Exercise >>
Using the records below, give again exactly the lines from the line that contains "#[derive(Copy, Clone, Debug, EnumIter, DeriveRelation)]" through the line that contains "fn from(row: Model)", both ends included, and only those.

Data under study >>
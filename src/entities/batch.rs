use sea_orm::entity::prelude::*;
use serde::{Deserialize, Serialize};

use crate::models;

#[derive(Clone, Debug, PartialEq, DeriveEntityModel, Serialize, Deserialize)]
#[sea_orm(table_name = "batches")]
pub struct Model {
    #[sea_orm(primary_key)]
    pub id: i64,
    #[sea_orm(unique)]
    pub batch_code: String,
    pub received_at: DateTimeUtc,
    pub shelf_life_days: i32,
    pub volume_liters: f64,
    pub fat_percent: Option<f64>,
    pub expiry: DateTimeUtc,
    pub is_deleted: bool,
    pub version: i32,
}

#[derive(Copy, Clone, Debug, EnumIter, DeriveRelation)]
pub enum Relation {
    #[sea_orm(has_many = "super::consumption_record::Entity")]
    ConsumptionRecord,
}

impl Related<super::consumption_record::Entity> for Entity {
    fn to() -> RelationDef {
        Relation::ConsumptionRecord.def()
    }
}

impl ActiveModelBehavior for ActiveModel {}

impl From<Model> for models::Batch {
    fn from(row: Model) -> Self {
        models::Batch {
            id: row.id,
            batch_code: row.batch_code,
            received_at: row.received_at,
            shelf_life_days: row.shelf_life_days,
            volume_liters: row.volume_liters,
            fat_percent: row.fat_percent,
            expiry: row.expiry,
            is_deleted: row.is_deleted,
            version: row.version,
        }
    }
}
use chrono::{DateTime, Duration, Utc};
use lazy_static::lazy_static;
use regex::Regex;
use serde::{Deserialize, Serialize};
use validator::Validate;

lazy_static! {
    /// Batch codes look like `SCH-20251204-0001`.
    pub static ref BATCH_CODE_RE: Regex = Regex::new(r"^[A-Z]{3}-\d{8}-\d{4}$").unwrap();
}

/// A stored batch of product. Returned by value from the storage layer;
/// mutating a `Batch` never changes stored state.
#[derive(Debug, Clone, PartialEq, Serialize, Deserialize)]
pub struct Batch {
    pub id: i64,
    pub batch_code: String,
    pub received_at: DateTime<Utc>,
    pub shelf_life_days: i32,
    pub volume_liters: f64,
    pub fat_percent: Option<f64>,
    pub expiry: DateTime<Utc>,
    pub is_deleted: bool,
    /// Optimistic-lock token, starts at 1 and increments on every update.
    pub version: i32,
}

impl Batch {
    pub fn is_expired(&self, now: DateTime<Utc>) -> bool {
        self.expiry <= now
    }

    /// Available batches are the only ones visible to non-admin reads.
    pub fn is_available(&self, now: DateTime<Utc>) -> bool {
        self.volume_liters > 0.0 && !self.is_deleted && now < self.expiry
    }

    /// Partial update that replaces the volume, conditioned on the version
    /// this copy was read at.
    pub fn with_volume(&self, volume_liters: f64) -> BatchWrite {
        let mut update = BatchUpdate::new(self.id, self.version);
        update.volume_liters = Some(volume_liters);
        BatchWrite::Update(update)
    }
}

/// Fields for a batch that does not exist yet. Id and version are assigned
/// by storage on insert.
#[derive(Debug, Clone, Serialize, Deserialize, Validate)]
pub struct NewBatch {
    #[validate(regex = "BATCH_CODE_RE")]
    pub batch_code: String,
    pub received_at: DateTime<Utc>,
    #[validate(range(min = 1, max = 30))]
    pub shelf_life_days: i32,
    #[validate(range(min = 0.0))]
    pub volume_liters: f64,
    #[validate(range(min = 0.0, max = 100.0))]
    pub fat_percent: Option<f64>,
}

impl NewBatch {
    pub fn expiry(&self) -> DateTime<Utc> {
        self.received_at + Duration::days(i64::from(self.shelf_life_days))
    }
}

/// Version-checked partial update. `None` fields are left untouched by the
/// store; the update is rejected when the stored version has advanced past
/// `expected_version`.
#[derive(Debug, Clone)]
pub struct BatchUpdate {
    pub id: i64,
    pub expected_version: i32,
    pub batch_code: Option<String>,
    pub received_at: Option<DateTime<Utc>>,
    pub shelf_life_days: Option<i32>,
    pub volume_liters: Option<f64>,
    pub fat_percent: Option<f64>,
}

impl BatchUpdate {
    pub fn new(id: i64, expected_version: i32) -> Self {
        Self {
            id,
            expected_version,
            batch_code: None,
            received_at: None,
            shelf_life_days: None,
            volume_liters: None,
            fat_percent: None,
        }
    }
}

/// The single write entry point of [`crate::storage::BatchStore`].
#[derive(Debug, Clone)]
pub enum BatchWrite {
    Insert(NewBatch),
    Update(BatchUpdate),
}
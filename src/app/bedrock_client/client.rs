//! Bedrock runtime client used for model invocation.

#![warn(clippy::all, rust_2018_idioms)]

use async_trait::async_trait;
use aws_sdk_bedrockruntime::error::SdkError;
use aws_sdk_bedrockruntime::primitives::Blob;
use aws_sdk_bedrockruntime::Client as BedrockRuntimeClient;

use crate::app::error::{InsightsError, Result};

/// The one model cwai talks to
pub const INSIGHTS_MODEL_ID: &str = "anthropic.claude-3-haiku-20240307-v1:0";

const JSON_CONTENT_TYPE: &str = "application/json";

/// Submits a raw JSON payload to a model and returns the raw response body
#[async_trait]
pub trait ModelInvoker: Send + Sync {
    async fn invoke_model(&self, model_id: &str, payload: Vec<u8>) -> Result<Vec<u8>>;
}

/// Bedrock API client for single-shot model invocation
#[derive(Debug, Clone)]
pub struct BedrockApiClient {
    bedrock_runtime_client: BedrockRuntimeClient,
}

impl BedrockApiClient {
    pub fn new(bedrock_runtime_client: BedrockRuntimeClient) -> Self {
        Self {
            bedrock_runtime_client,
        }
    }

    /// Build the runtime client from a shared AWS config
    pub fn from_conf(aws_config: &aws_config::SdkConfig) -> Self {
        trace_debug!(
            "Creating Bedrock runtime client for region {:?}",
            aws_config.region()
        );
        Self::new(BedrockRuntimeClient::new(aws_config))
    }
}

#[async_trait]
impl ModelInvoker for BedrockApiClient {
    async fn invoke_model(&self, model_id: &str, payload: Vec<u8>) -> Result<Vec<u8>> {
        trace_info!(
            "Invoking model {} with a {} byte payload",
            model_id,
            payload.len()
        );

        let output = self
            .bedrock_runtime_client
            .invoke_model()
            .model_id(model_id)
            .content_type(JSON_CONTENT_TYPE)
            .accept(JSON_CONTENT_TYPE)
            .body(Blob::new(payload))
            .send()
            .await
            .map_err(|e| {
                match &e {
                    SdkError::ServiceError(ctx) => {
                        trace_error!(
                            "InvokeModel service error (HTTP {}): {:?}",
                            ctx.raw().status(),
                            ctx.err()
                        );
                    }
                    SdkError::TimeoutError(err) => {
                        trace_error!("InvokeModel timed out: {:?}", err);
                    }
                    SdkError::DispatchFailure(err) => {
                        trace_error!("InvokeModel dispatch failure: {:?}", err);
                    }
                    _ => {
                        trace_error!("InvokeModel failed: {:?}", e);
                    }
                }
                InsightsError::transport("InvokeModel", e)
            })?;

        let body = output.body.into_inner();
        trace_debug!("Model returned {} bytes", body.len());
        Ok(body)
    }
}
//! Bedrock model invocation: request building, the invoke call and
//! response extraction, kept as three separate steps.

pub mod client;
pub mod request;
pub mod response;

pub use client::{BedrockApiClient, ModelInvoker, INSIGHTS_MODEL_ID};
pub use request::{ChatMessage, InferenceRequest};
pub use response::{extract_text, MessagesResponse};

Task response >>
#[derive(Copy, Clone, Debug, EnumIter, DeriveRelation)]
pub enum Relation {
    #[sea_orm(has_many = "super::consumption_record::Entity")]
    ConsumptionRecord,
}

impl Related<super::consumption_record::Entity> for Entity {
    fn to() -> RelationDef {
        Relation::ConsumptionRecord.def()
    }
}

impl ActiveModelBehavior for ActiveModel {}

impl From<Model> for models::Batch {
    fn from(row: Model) -> Self {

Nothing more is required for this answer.